Changes in instrumentation (thermal drift, sensor sensitivity, or noise), lighting conditions, or even sample preparation and presentation - can all contribute to spectral data variations. Numerical spectral pre-processing filters can sometimes be applied to reduce these effects. HyperSee offers a wide range of pre-processing filters: first and second order normalizations; smoothing, first and second derivatives based on different filter window sizes; linear detrending; and standard normal variate (SNV) transformations. Up to three different filters can be applied sequentially. Regression models constructed and saved from pre-processed spectra contain filter information necessary for transformation and prediction of any future spectral image dataset.

Model Building & Validation

Ideally, multivariate model training spectra should include all possible sources of sample variance. How should these training sample sets be selected from the hundreds or thousands of hyperspectral image spectra? The classical approach of computing mean spectra for each sample class can be used, however this does not provide sufficient robustness. HyperSee provides several additional options for sub-sampling: randomized selections from either spatial locations or Principal Component Analysis (PCA) scatter plots of each data class. To provide additional model robustness, repeated subsampling and model building can be performed (bootstrapping). How can the performance of these models be evaluated? Tables of class prediction statistics are available in HyperSee, however hyperspectral imaging provides additional performance tools: image prediction maps. Color coded spatial image maps can be produced which indicate classification or quantification results. In the case of classification, maps indicating training and test samples not correctly classified can also be created.

Model Optimization

One of the key questions regarding multivarite regression models based on PLS or PLS-DA is: How many latent variables or factors should be included in the model? And in the case of PLS-DA: How should the class membership threshold be determined?

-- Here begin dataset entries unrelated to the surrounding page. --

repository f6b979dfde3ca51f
//! Structured per-object outcomes and the few hard failures.
//!
//! Recoverable trouble never aborts a rebuild: the offending object is
//! skipped and recorded here, so callers and tests assert on outcomes
//! instead of scraping the log stream.

use std::sync::atomic::{AtomicBool, Ordering};
use std::sync::Arc;

use thiserror::Error;

/// Hard failures. Everything else degrades to a skip or a warning.
#[derive(Debug, Error)]
pub enum RebuildError {
    #[error("replay address space exhausted (requested {requested} bytes)")]
    ReplaySpaceExhausted { requested: u64 },
    #[error("rebuild cancelled")]
    Cancelled,
}

/// Why an object (or its content) was not fully reconstructed.
#[derive(Clone, Debug, PartialEq, Eq)]
pub enum SkipReason {
    /// Recreated by the swapchain pass, not the image pass.
    SwapchainImage,
    /// A referenced object no longer exists in the rebuilt state.
    MissingDependency {
        dependency: &'static str,
        handle: u64,
    },
    /// No queue on the owning device to run reconstruction work on.
    NoQueueAvailable,
    /// A recorded sub-command references a dead handle; recording stopped.
    NotRecordable,
}

#[derive(Clone, Debug, PartialEq, Eq)]
pub enum ObjectResult {
    Created,
    Skipped(SkipReason),
}

#[derive(Clone, Debug)]
pub struct ObjectOutcome {
    pub category: &'static str,
    pub handle: u64,
    pub result: ObjectResult,
}

/// Advisory conditions: reconstruction continued, possibly imperfectly.
#[derive(Clone, Debug, PartialEq, Eq)]
pub enum Advisory {
    /// Dedicated allocation metadata present on only one side of the
    /// memory/resource pair.
    MissingDedicatedMetadata {
        kind: &'static str,
        handle: u64,
    },
    /// Content priming ran on an arbitrary same-device queue because the
    /// resource was never bound to one.
    PrimedOnArbitraryQueue { image: u64 },
    /// Multisampled content cannot be copied; only the layout was restored.
    MultisampledContentSkipped { image: u64 },
    /// Target layout is undefined, so content is left undefined too.
    UndefinedLayoutContentSkipped { image: u64 },
    /// No host-visible memory type qualified; scratch memory fell back to
    /// type index 0.
    NoHostVisibleMemoryType { device: u64 },
    /// A descriptor element referenced a dead handle and was dropped.
    DescriptorElementDropped {
        set: u64,
        binding: u32,
        element: u32,
    },
    /// A synthesized call failed to apply to the simulated state; it was
    /// still emitted.
    MutationFailed {
        command_index: usize,
        message: String,
    },
    /// Pipeline base-handle cycle (or unknown base); bases not honored.
    PipelineBaseCycle { pipelines: Vec<u64> },
}

/// Aggregated result of one rebuild.
#[derive(Clone, Debug, Default)]
pub struct RebuildReport {
    pub outcomes: Vec<ObjectOutcome>,
    pub advisories: Vec<Advisory>,
}

impl RebuildReport {
    pub fn created_count(&self) -> usize {
        self.outcomes
            .iter()
            .filter(|o| o.result == ObjectResult::Created)
            .count()
    }

    pub fn skipped(&self) -> impl Iterator<Item = &ObjectOutcome> {
        self.outcomes
            .iter()
            .filter(|o| matches!(o.result, ObjectResult::Skipped(_)))
    }
}

/// Cooperative cancellation for a rebuild in flight. Cancelling aborts the
/// whole rebuild with no guarantee of a consistent partial result.
#[derive(Clone, Debug, Default)]
pub struct CancelToken {
    cancelled: Arc<AtomicBool>,
}

impl CancelToken {
    pub fn new() -> Self {
        Self::default()
    }

    pub fn cancel(&self) {
        self.cancelled.store(true, Ordering::Relaxed);
    }

    pub fn is_cancelled(&self) -> bool {
        self.cancelled.load(Ordering::Relaxed)
    }
}
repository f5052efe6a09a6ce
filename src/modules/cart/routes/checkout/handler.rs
use super::{service::service, types::request};
use crate::{modules::auth::middleware::CustomerAuth, types::Context};
use axum::{
    extract::{Json, State},
    response::IntoResponse,
};
use std::sync::Arc;

pub async fn handler(
    State(ctx): State<Arc<Context>>,
    auth: CustomerAuth,
    Json(body): Json<request::Body>,
) -> impl IntoResponse {
    service(ctx, request::Payload { auth, body }).await
}
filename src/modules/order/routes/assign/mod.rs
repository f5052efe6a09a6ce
mod handler;
mod service;
mod types;

use crate::types::Context;
use axum::{routing::post, Router};
use std::sync::Arc;

pub fn get_router() -> Router<Arc<Context>> {
    Router::new().route("/:id/assign", post(handler::handler))
}
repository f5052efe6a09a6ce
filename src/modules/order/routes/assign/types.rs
pub mod request {
    use crate::modules::auth::middleware::AdminAuth;
    use serde::Deserialize;

    #[derive(Deserialize)]
    pub struct Body {
        pub delivery_man_id: String,
    }

    pub struct Payload {
        pub auth: AdminAuth,
        pub id: String,
        pub body: Body,
    }
}

pub mod response {
    use crate::modules::order::repository::Order;
    use axum::{extract::Json, http::StatusCode, response::IntoResponse};
    use serde_json::json;

    pub enum Success {
        OrderAssigned(Order),
    }

    impl IntoResponse for Success {
        fn into_response(self) -> axum::response::Response {
            match self {
                Self::OrderAssigned(order) => (StatusCode::OK, Json(json!(order))).into_response(),
            }
        }
    }

    pub enum Error {
        DeliveryManNotFound,
        OrderNotFound,
        NotAwaitingDelivery,
        FailedToAssignOrder,
    }

    impl IntoResponse for Error {
        fn into_response(self) -> axum::response::Response {
            match self {
                Self::DeliveryManNotFound => (
                    StatusCode::NOT_FOUND,
                    Json(json!({ "error": "Delivery man not found" })),
                )
                    .into_response(),
                Self::OrderNotFound => (
                    StatusCode::NOT_FOUND,
                    Json(json!({ "error": "Order not found" })),
                )
                    .into_response(),
                Self::NotAwaitingDelivery => (
                    StatusCode::BAD_REQUEST,
                    Json(json!({ "error": "Only completed orders can be assigned" })),
                )
                    .into_response(),
                Self::FailedToAssignOrder => (
                    StatusCode::INTERNAL_SERVER_ERROR,
                    Json(json!({ "error": "Failed to assign order" })),
                )
                    .into_response(),
            }
        }
    }

    pub type Response = Result<Success, Error>;
}
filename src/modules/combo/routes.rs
use super::repository::{self, ComboItemPayload};
use axum::{
    extract::{Json, Path, Query, State},
    http::StatusCode,
    response::{IntoResponse, Response},
    routing::get,
    Router,
};
use bigdecimal::BigDecimal;
use itertools::Itertools;
use serde::Deserialize;
use serde_json::json;
use std::sync::Arc;
use validator::{Validate, ValidationError};

use crate::{
    modules::{auth::middleware::RestaurantAuth, product},
    types::Context,
    utils::{
        pagination::Pagination,
        validation::{self, validate_positive_money},
    },
};

fn server_error(message: &str) -> Response {
    (
        StatusCode::INTERNAL_SERVER_ERROR,
        Json(json!({ "error": message })),
    )
        .into_response()
}

fn not_found() -> Response {
    (
        StatusCode::NOT_FOUND,
        Json(json!({ "error": "Combo not found" })),
    )
        .into_response()
}

fn validate_items(items: &[ComboItemPayload]) -> Result<(), ValidationError> {
    if items.is_empty() {
        return Err(ValidationError::new("empty_combo"));
    }

    if items.iter().any(|item| item.quantity < 1) {
        return Err(ValidationError::new("invalid_quantity"));
    }

    if !items.iter().map(|item| &item.product_id).all_unique() {
        return Err(ValidationError::new("duplicate_product"));
    }

    Ok(())
}

/// Every product referenced by the items belongs to the restaurant.
async fn owns_products(
    ctx: &Context,
    restaurant_id: String,
    items: &[ComboItemPayload],
) -> Result<bool, Response> {
    let ids = items
        .iter()
        .map(|item| item.product_id.clone())
        .collect::<Vec<_>>();
    let expected = ids.len() as i64;

    product::repository::count_owned(&ctx.db_conn.pool, restaurant_id, ids)
        .await
        .map(|count| count == expected)
        .map_err(|_| server_error("Failed to verify combo products"))
}

async fn get_combos(
    State(ctx): State<Arc<Context>>,
    pagination: Pagination,
    Query(filters): Query<repository::Filters>,
) -> Response {
    match repository::find_many(&ctx.db_conn.pool, pagination, filters).await {
        Ok(combos) => (StatusCode::OK, Json(json!(combos))).into_response(),
        Err(_) => server_error("Failed to fetch combos"),
    }
}

async fn get_combo_by_id(State(ctx): State<Arc<Context>>, Path(id): Path<String>) -> Response {
    let combo = match repository::find_visible_by_id(&ctx.db_conn.pool, id.clone()).await {
        Ok(Some(combo)) => combo,
        Ok(None) => return not_found(),
        Err(_) => return server_error("Failed to fetch combo"),
    };

    match repository::find_items_by_combo_id(&ctx.db_conn.pool, id).await {
        Ok(items) => {
            let mut combo = json!(combo);
            combo["items"] = json!(items);
            (StatusCode::OK, Json(combo)).into_response()
        }
        Err(_) => server_error("Failed to fetch combo items"),
    }
}

#[derive(Deserialize, Validate)]
struct CreateComboPayload {
    #[validate(length(min = 1, max = 150))]
    name: String,
    #[serde(default)]
    #[validate(length(max = 2000))]
    description: String,
    #[validate(url)]
    image: Option<String>,
    #[validate(custom(code = "INVALID_PRICE", function = "validate_positive_money"))]
    price: BigDecimal,
    #[validate(custom(code = "INVALID_ITEMS", function = "validate_items"))]
    items: Vec<ComboItemPayload>,
}

async fn create_combo(
    State(ctx): State<Arc<Context>>,
    auth: RestaurantAuth,
    Json(payload): Json<CreateComboPayload>,
) -> Response {
    if let Err(errors) = validation::validate(&payload) {
        return errors.into_response();
    }

    match owns_products(&ctx, auth.restaurant.id.clone(), &payload.items).await {
        Ok(true) => (),
        Ok(false) => {
            return (
                StatusCode::BAD_REQUEST,
                Json(json!({ "error": "Every product must belong to your restaurant" })),
            )
                .into_response()
        }
        Err(res) => return res,
    };

    let mut tx = match ctx.db_conn.pool.begin().await {
        Ok(tx) => tx,
        Err(err) => {
            tracing::error!("Failed to start transaction: {}", err);
            return server_error("Combo creation failed");
        }
    };

    let combo = match repository::create(
        &mut *tx,
        repository::CreateComboPayload {
            restaurant_id: auth.restaurant.id,
            name: payload.name,
            description: payload.description,
            image: payload.image,
            price: payload.price,
        },
    )
    .await
    {
        Ok(combo) => combo,
        Err(_) => return server_error("Combo creation failed"),
    };

    if repository::set_items(&mut *tx, combo.id.clone(), payload.items)
        .await
        .is_err()
    {
        return server_error("Combo creation failed");
    }

    if let Err(err) = tx.commit().await {
        tracing::error!("Failed to commit combo {}: {}", combo.id, err);
        return server_error("Combo creation failed");
    }

    (StatusCode::CREATED, Json(json!(combo))).into_response()
}

#[derive(Deserialize, Validate)]
struct UpdateComboPayload {
    #[validate(length(min = 1, max = 150))]
    name: Option<String>,
    #[validate(length(max = 2000))]
    description: Option<String>,
    #[validate(url)]
    image: Option<String>,
    #[validate(custom(code = "INVALID_PRICE", function = "validate_positive_money"))]
    price: Option<BigDecimal>,
    is_active: Option<bool>,
    #[validate(custom(code = "INVALID_ITEMS", function = "validate_items"))]
    items: Option<Vec<ComboItemPayload>>,
}

async fn update_combo(
    State(ctx): State<Arc<Context>>,
    auth: RestaurantAuth,
    Path(id): Path<String>,
    Json(payload): Json<UpdateComboPayload>,
) -> Response {
    if let Err(errors) = validation::validate(&payload) {
        return errors.into_response();
    }

    if let Some(items) = &payload.items {
        match owns_products(&ctx, auth.restaurant.id.clone(), items).await {
            Ok(true) => (),
            Ok(false) => {
                return (
                    StatusCode::BAD_REQUEST,
                    Json(json!({ "error": "Every product must belong to your restaurant" })),
                )
                    .into_response()
            }
            Err(res) => return res,
        };
    }

    let mut tx = match ctx.db_conn.pool.begin().await {
        Ok(tx) => tx,
        Err(err) => {
            tracing::error!("Failed to start transaction: {}", err);
            return server_error("Failed to update combo");
        }
    };

    let combo = match repository::update_owned(
        &mut *tx,
        id.clone(),
        auth.restaurant.id,
        repository::UpdateComboPayload {
            name: payload.name,
            description: payload.description,
            image: payload.image,
            price: payload.price,
            is_active: payload.is_active,
        },
    )
    .await
    {
        Ok(Some(combo)) => combo,
        Ok(None) => return not_found(),
        Err(_) => return server_error("Failed to update combo"),
    };

    if let Some(items) = payload.items {
        if repository::set_items(&mut *tx, id.clone(), items).await.is_err() {
            return server_error("Failed to update combo");
        }
    }

    if let Err(err) = tx.commit().await {
        tracing::error!("Failed to commit combo {}: {}", id, err);
        return server_error("Failed to update combo");
    }

    (StatusCode::OK, Json(json!(combo))).into_response()
}

async fn delete_combo(
    State(ctx): State<Arc<Context>>,
    auth: RestaurantAuth,
    Path(id): Path<String>,
) -> Response {
    match repository::soft_delete_owned(&ctx.db_conn.pool, id, auth.restaurant.id).await {
        Ok(true) => (
            StatusCode::OK,
            Json(json!({ "message": "Combo deleted successfully" })),
        )
            .into_response(),
        Ok(false) => not_found(),
        Err(_) => server_error("Failed to delete combo"),
    }
}

pub fn get_router() -> Router<Arc<Context>> {
    Router::new()
        .route("/", get(get_combos).post(create_combo))
        .route(
            "/:id",
            get(get_combo_by_id)
                .patch(update_combo)
                .delete(delete_combo),
        )
}

#[cfg(test)]
mod tests {
    use super::*;

    fn item(product_id: &str, quantity: i32) -> ComboItemPayload {
        ComboItemPayload {
            product_id: product_id.to_string(),
            quantity,
        }
    }

    #[test]
    fn combo_needs_at_least_one_item() {
        assert!(validate_items(&[]).is_err());
        assert!(validate_items(&[item("rice", 1)]).is_ok());
    }

    #[test]
    fn combo_items_are_unique_with_positive_quantities() {
        assert!(validate_items(&[item("rice", 1), item("rice", 2)]).is_err());
        assert!(validate_items(&[item("rice", 0)]).is_err());
        assert!(validate_items(&[item("rice", 2), item("chicken", 1)]).is_ok());
    }
}
use bigdecimal::BigDecimal;
use chrono::NaiveDateTime;
use serde::{Deserialize, Serialize};
use sqlx::PgExecutor;
use ulid::Ulid;

#[derive(Serialize, Deserialize, Clone, Debug, sqlx::FromRow)]
pub struct Addon {
    pub id: String,
    pub restaurant_id: String,
    pub name: String,
    pub price: BigDecimal,
    pub is_active: bool,
    pub is_deleted: bool,
    pub created_at: NaiveDateTime,
    pub updated_at: Option<NaiveDateTime>,
}

#[derive(Debug)]
pub enum Error {
    UnexpectedError,
}

type Result<T> = std::result::Result<T, Error>;

pub struct CreateAddonPayload {
    pub restaurant_id: String,
    pub name: String,
    pub price: BigDecimal,
}

pub async fn create<'e, E: PgExecutor<'e>>(e: E, payload: CreateAddonPayload) -> Result<Addon> {
    sqlx::query_as::<_, Addon>(
        "
        INSERT INTO addons (id, restaurant_id, name, price)
        VALUES ($1, $2, $3, $4)
        RETURNING *
        ",
    )
    .bind(Ulid::new().to_string())
    .bind(payload.restaurant_id.clone())
    .bind(payload.name)
    .bind(payload.price)
    .fetch_one(e)
    .await
    .map_err(|err| {
        tracing::error!(
            "Error occurred while creating an addon for restaurant {}: {}",
            payload.restaurant_id,
            err
        );
        Error::UnexpectedError
    })
}

pub async fn find_many_by_restaurant_id<'e, E: PgExecutor<'e>>(
    e: E,
    restaurant_id: String,
) -> Result<Vec<Addon>> {
    sqlx::query_as::<_, Addon>(
        "
        SELECT * FROM addons
        WHERE
            restaurant_id = $1
            AND is_active = TRUE
            AND is_deleted = FALSE
        ORDER BY name ASC
        ",
    )
    .bind(restaurant_id.clone())
    .fetch_all(e)
    .await
    .map_err(|err| {
        tracing::error!(
            "Error occurred while fetching addons of restaurant {}: {}",
            restaurant_id,
            err
        );
        Error::UnexpectedError
    })
}

pub async fn find_many_by_product_id<'e, E: PgExecutor<'e>>(
    e: E,
    product_id: String,
) -> Result<Vec<Addon>> {
    sqlx::query_as::<_, Addon>(
        "
        SELECT addons.* FROM addons
        JOIN product_addons ON product_addons.addon_id = addons.id
        WHERE
            product_addons.product_id = $1
            AND addons.is_active = TRUE
            AND addons.is_deleted = FALSE
        ORDER BY addons.name ASC
        ",
    )
    .bind(product_id.clone())
    .fetch_all(e)
    .await
    .map_err(|err| {
        tracing::error!(
            "Error occurred while fetching addons of product {}: {}",
            product_id,
            err
        );
        Error::UnexpectedError
    })
}

/// Addons among `ids` that are attached to the product and currently orderable.
pub async fn find_attached<'e, E: PgExecutor<'e>>(
    e: E,
    product_id: String,
    ids: Vec<String>,
) -> Result<Vec<Addon>> {
    sqlx::query_as::<_, Addon>(
        "
        SELECT addons.* FROM addons
        JOIN product_addons ON product_addons.addon_id = addons.id
        WHERE
            product_addons.product_id = $1
            AND addons.id = ANY($2)
            AND addons.is_active = TRUE
            AND addons.is_deleted = FALSE
        ",
    )
    .bind(product_id.clone())
    .bind(ids)
    .fetch_all(e)
    .await
    .map_err(|err| {
        tracing::error!(
            "Error occurred while resolving addons of product {}: {}",
            product_id,
            err
        );
        Error::UnexpectedError
    })
}

pub async fn count_owned<'e, E: PgExecutor<'e>>(
    e: E,
    restaurant_id: String,
    ids: Vec<String>,
) -> Result<i64> {
    sqlx::query_scalar::<_, i64>(
        "
        SELECT COUNT(*) FROM addons
        WHERE
            restaurant_id = $1
            AND id = ANY($2)
            AND is_deleted = FALSE
        ",
    )
    .bind(restaurant_id.clone())
    .bind(ids)
    .fetch_one(e)
    .await
    .map_err(|err| {
        tracing::error!(
            "Error occurred while counting addons of restaurant {}: {}",
            restaurant_id,
            err
        );
        Error::UnexpectedError
    })
}

pub struct UpdateAddonPayload {
    pub name: Option<String>,
    pub price: Option<BigDecimal>,
    pub is_active: Option<bool>,
}

pub async fn update_owned<'e, E: PgExecutor<'e>>(
    e: E,
    id: String,
    restaurant_id: String,
    payload: UpdateAddonPayload,
) -> Result<Option<Addon>> {
    sqlx::query_as::<_, Addon>(
        "
        UPDATE addons SET
            name = COALESCE($1, name),
            price = COALESCE($2, price),
            is_active = COALESCE($3, is_active),
            updated_at = NOW()
        WHERE
            id = $4
            AND restaurant_id = $5
            AND is_deleted = FALSE
        RETURNING *
        ",
    )
    .bind(payload.name)
    .bind(payload.price)
    .bind(payload.is_active)
    .bind(id.clone())
    .bind(restaurant_id)
    .fetch_optional(e)
    .await
    .map_err(|err| {
        tracing::error!("Error occurred while updating addon {}: {}", id, err);
        Error::UnexpectedError
    })
}

pub async fn soft_delete_owned<'e, E: PgExecutor<'e>>(
    e: E,
    id: String,
    restaurant_id: String,
) -> Result<bool> {
    sqlx::query(
        "
        UPDATE addons SET
            is_deleted = TRUE,
            updated_at = NOW()
        WHERE
            id = $1
            AND restaurant_id = $2
            AND is_deleted = FALSE
        ",
    )
    .bind(id.clone())
    .bind(restaurant_id)
    .execute(e)
    .await
    .map(|result| result.rows_affected() > 0)
    .map_err(|err| {
        tracing::error!("Error occurred while deleting addon {}: {}", id, err);
        Error::UnexpectedError
    })
}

HyperSee provides traditional diagnostics such as plots of regression vectors and PRESS plots of prediction errors - RMSEC and RMSEP. HyperSee provides additional innovative tools for examining and optimizing model performance. Levels of underfitting or overfitting may be determined from PRESS plots of additional model statistics related to regression vector jaggedness and correlation. The use of interactive cursors with the simultaneous display of prediction value histograms and image maps can assist with the selection of optimal classification threshold values. HyperSee also creates classification confusion tables of both training and test datasets, which may be examined for inter-class relationships.

In the case of quantitative analysis, PLS regression model results may be similarly viewed as both spatial prediction maps, and histogram distributions of prediction values. Data displays may be autoscaled, or set to arbitrary values defined by the user. Individual PLS models may be displayed color coded to sample prediction values. For multiple PLS models, gray scale levels may be mapped to red, green, and blue (RGB) to produce pseudo-color prediction maps.

Data File Formats

HyperSee supports image files acquired from all HyperPro imaging systems, and supports ENVI compatible as well as Malvern - MatrixNIR image files. All PLS and PLS-DA models may be saved and recalled for later use in prediction of independent hyperspectral images. All spectral data sets, models, and prediction maps may be exported as MATLAB compatible files.